La science, au contraire, est l’invention d’une pensée nouvelle à partir d’un recul critique quant aux principes mobilisés, eux-mêmes bien explicités. Sans cela, la technoscience, dans toute sa puissance, devient un « cauchemar », comme celui que nous vivons suite aux techniques d’ingénierie extractivistes sans limite qui ont modifié le climat – je pense au rôle de l’extraction d’énergies fossiles par des techniques toujours plus innovantes et très puissantes, ainsi qu’à leur usage acritique, sans une pensée pour la Terre et son atmosphère. Mes propositions pour sortir de ce cauchemar technoscientifique sont résumées dans cette chronique (de quatre minutes) sur France Culture.

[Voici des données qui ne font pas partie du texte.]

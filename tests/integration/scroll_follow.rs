// =====
// TESTS: 8
// =====
//
// Follow controller and scroll driver working together against a viewport,
// plus the same behavior driven through app input events.

use crossterm::event::{Event, KeyCode, KeyEvent, KeyModifiers, MouseEvent, MouseEventKind};
use live_transcript::agent::events::{ClientEvent, Delta};
use live_transcript::app::{
    ChatViewport, ScrollConfig, ScrollState, Viewport as _, WheelDirection, handle_terminal_event,
};
use pretty_assertions::assert_eq;
use std::time::{Duration, Instant};

use crate::helpers::{FRAME, render_frame, send_client_event, send_deltas, test_app};

struct Rig {
    scroll: ScrollState,
    viewport: ChatViewport,
    now: Instant,
}

impl Rig {
    /// Pixel host, viewport parked at the bottom, turn streaming.
    fn streaming_at_bottom() -> Self {
        let mut viewport = ChatViewport::new();
        viewport.set_client_height(600.0);
        viewport.set_content_height(600.0);
        let mut scroll = ScrollState::new(ScrollConfig::pixels());
        scroll.begin_turn(viewport.metrics());
        Self { scroll, viewport, now: Instant::now() }
    }

    fn grow(&mut self, by: f32) {
        let height = self.viewport.metrics().scroll_height + by;
        if self.viewport.set_content_height(height) {
            self.scroll.observe_content_growth();
        }
    }

    /// Advance one frame; returns the scroll top after it.
    fn frame(&mut self, elapsed: Duration) -> f32 {
        self.now += elapsed;
        self.scroll.on_frame(self.now, Some(&mut self.viewport));
        let metrics = self.viewport.metrics();
        assert!(metrics.scroll_top <= metrics.max_scroll_top(), "overshoot at {metrics:?}");
        metrics.scroll_top
    }

    fn settle(&mut self) {
        for _ in 0..1000 {
            if !self.scroll.driver_running() {
                return;
            }
            self.frame(FRAME);
        }
        panic!("driver never settled");
    }

    fn wheel_up(&mut self, by: f32) {
        self.viewport.scroll_by(-by);
        self.scroll.observe_wheel(WheelDirection::Up, self.viewport.metrics());
    }
}

#[test]
fn successive_growth_converges_without_overshoot() {
    let mut rig = Rig::streaming_at_bottom();
    for _ in 0..10 {
        rig.grow(50.0);
        rig.frame(FRAME);
        rig.frame(FRAME);
    }
    rig.settle();

    let metrics = rig.viewport.metrics();
    assert_eq!(metrics.scroll_top, metrics.max_scroll_top());
    assert_eq!(metrics.max_scroll_top(), 500.0);
    assert!(rig.scroll.should_follow());
}

#[test]
fn irregular_frame_spacing_still_converges() {
    let mut rig = Rig::streaming_at_bottom();
    let gaps = [3, 40, 16, 120, 1, 16, 33];
    rig.grow(2000.0);
    for gap in gaps.iter().cycle().take(400) {
        rig.frame(Duration::from_millis(*gap));
        if !rig.scroll.driver_running() {
            break;
        }
    }
    let metrics = rig.viewport.metrics();
    assert_eq!(metrics.scroll_top, metrics.max_scroll_top());
}

#[test]
fn upward_gesture_freezes_scroll_position() {
    let mut rig = Rig::streaming_at_bottom();
    rig.grow(300.0);
    rig.settle();

    rig.wheel_up(120.0);
    assert!(!rig.scroll.should_follow());
    assert!(!rig.scroll.driver_running());
    let parked = rig.viewport.metrics().scroll_top;

    for _ in 0..5 {
        rig.grow(50.0);
        rig.frame(FRAME);
    }
    assert_eq!(rig.viewport.metrics().scroll_top, parked);
    assert!(!rig.scroll.should_follow());
}

#[test]
fn following_resumes_only_near_bottom() {
    let mut rig = Rig::streaming_at_bottom();
    rig.grow(1000.0);
    rig.settle();
    rig.wheel_up(600.0);

    // Still far away: scrolling down a little does not resume.
    rig.viewport.scroll_by(100.0);
    rig.scroll.observe_wheel(WheelDirection::Down, rig.viewport.metrics());
    assert!(!rig.scroll.should_follow());

    rig.viewport.scroll_to_bottom();
    rig.scroll.observe_scroll(rig.viewport.metrics());
    assert!(rig.scroll.should_follow());

    rig.grow(80.0);
    assert!(rig.scroll.driver_running());
    rig.settle();
    let metrics = rig.viewport.metrics();
    assert_eq!(metrics.scroll_top, metrics.max_scroll_top());
}

#[test]
fn streaming_threshold_is_wider_than_idle() {
    let mut rig = Rig::streaming_at_bottom();
    rig.grow(1000.0);
    rig.settle();
    rig.wheel_up(100.0);
    assert!(!rig.scroll.should_follow());

    // 100px from the bottom: inside the streaming threshold.
    rig.scroll.observe_scroll(rig.viewport.metrics());
    assert!(rig.scroll.should_follow());

    rig.scroll.end_turn();
    rig.viewport.scroll_by(-50.0);
    rig.scroll.observe_scroll(rig.viewport.metrics());
    assert!(!rig.scroll.should_follow(), "150px is outside the idle threshold");
}

// --- Through the app ---

fn wheel(kind: MouseEventKind) -> Event {
    Event::Mouse(MouseEvent { kind, column: 0, row: 0, modifiers: KeyModifiers::NONE })
}

fn key(code: KeyCode) -> Event {
    Event::Key(KeyEvent::new(code, KeyModifiers::NONE))
}

fn long_text(lines: usize) -> String {
    (0..lines).map(|i| format!("line {i}\n\n")).collect()
}

#[test]
fn app_follows_streaming_text_to_the_last_line() {
    let mut app = test_app();
    let mut now = Instant::now();
    send_client_event(&mut app, ClientEvent::TurnStarted { message_id: None });
    send_deltas(&mut app, [Delta::text(long_text(30))]);

    let mut rows = Vec::new();
    for _ in 0..200 {
        now += FRAME;
        rows = render_frame(&mut app, 40, 12, now);
        if !app.scroll.driver_running() {
            break;
        }
    }
    assert!(rows.iter().any(|r| r.contains("line 29")), "{rows:#?}");
    assert!(app.scroll.should_follow());
}

#[test]
fn app_wheel_up_pauses_and_end_resumes() {
    let mut app = test_app();
    let mut now = Instant::now();
    send_client_event(&mut app, ClientEvent::TurnStarted { message_id: None });
    send_deltas(&mut app, [Delta::text(long_text(30))]);
    for _ in 0..200 {
        now += FRAME;
        render_frame(&mut app, 40, 12, now);
    }

    handle_terminal_event(&mut app, wheel(MouseEventKind::ScrollUp));
    assert!(!app.scroll.should_follow());
    let parked = app.viewport.metrics().scroll_top;

    send_deltas(&mut app, [Delta::text(long_text(10))]);
    for _ in 0..20 {
        now += FRAME;
        render_frame(&mut app, 40, 12, now);
    }
    assert_eq!(app.viewport.metrics().scroll_top, parked);

    handle_terminal_event(&mut app, key(KeyCode::End));
    assert!(app.scroll.should_follow());
    let metrics = app.viewport.metrics();
    assert_eq!(metrics.scroll_top, metrics.max_scroll_top());
}

#[test]
fn conversation_switch_resets_follow_state() {
    let mut app = test_app();
    let now = Instant::now();
    send_client_event(&mut app, ClientEvent::TurnStarted { message_id: None });
    send_deltas(&mut app, [Delta::text(long_text(30))]);
    render_frame(&mut app, 40, 12, now + FRAME);
    handle_terminal_event(&mut app, wheel(MouseEventKind::ScrollUp));
    assert!(!app.scroll.should_follow());

    send_client_event(&mut app, ClientEvent::ConversationLoaded(Vec::new()));
    assert!(app.scroll.should_follow());
    assert!(!app.scroll.driver_running());
    assert!(!app.is_streaming());
    assert_eq!(app.viewport.metrics().scroll_top, 0.0);
}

Bref, ces techniques d’ingénierie génétique sans science ne sont pas adaptées à nous faire vivre dans un écosystème, que l’on se doit avant tout de comprendre. Et nous pouvons en montrer les limites scientifiques : un cadre théorique faux ou incomplet ; des cibles génétiques souvent inatteignables ; des effets hors cible ; des échecs antérieurs quant aux autres formes de manipulation génétique, et, enfin, l’imprévisibilité intrinsèque de nombreuses conséquences phénotypiques et écosystémiques d’une technique aussi puissante – pour un compte-rendu et des références, lire cet article.

Dans ce cadre, accepter des OGM, basées sur ces NGT, qui « ne produisent pas plus de 20 mutations » (comme on le propose) est un non-sens : en aucun cas on ne peut prédire le nombre exact des mutations effectivement induites par ces techniques.

Agir sur l’environnement sur ces bases, c’est comme confier des missiles capables d’atteindre Mars à des scientifiques du XIe siècle, travaillant selon l’approche théorique ptolémaïque (géo-centrée) : non seulement ces missiles n’atteindraient jamais Mars, mais ils exploseraient ou tomberaient très probablement sur une ville proche, car ils ne tiendraient pas compte de la rotation de la Terre, typiquement (voir cet article). En plus de demander d’être prudents (le principe de précaution traditionnel), il faut insister sur le cadre théorique manifestement faux de ces technologies et le devoir de précaution scientifique de s’en éloigner, de ne pas les mettre en œuvre. Cela se fait dans certains débats, mais bien trop peu.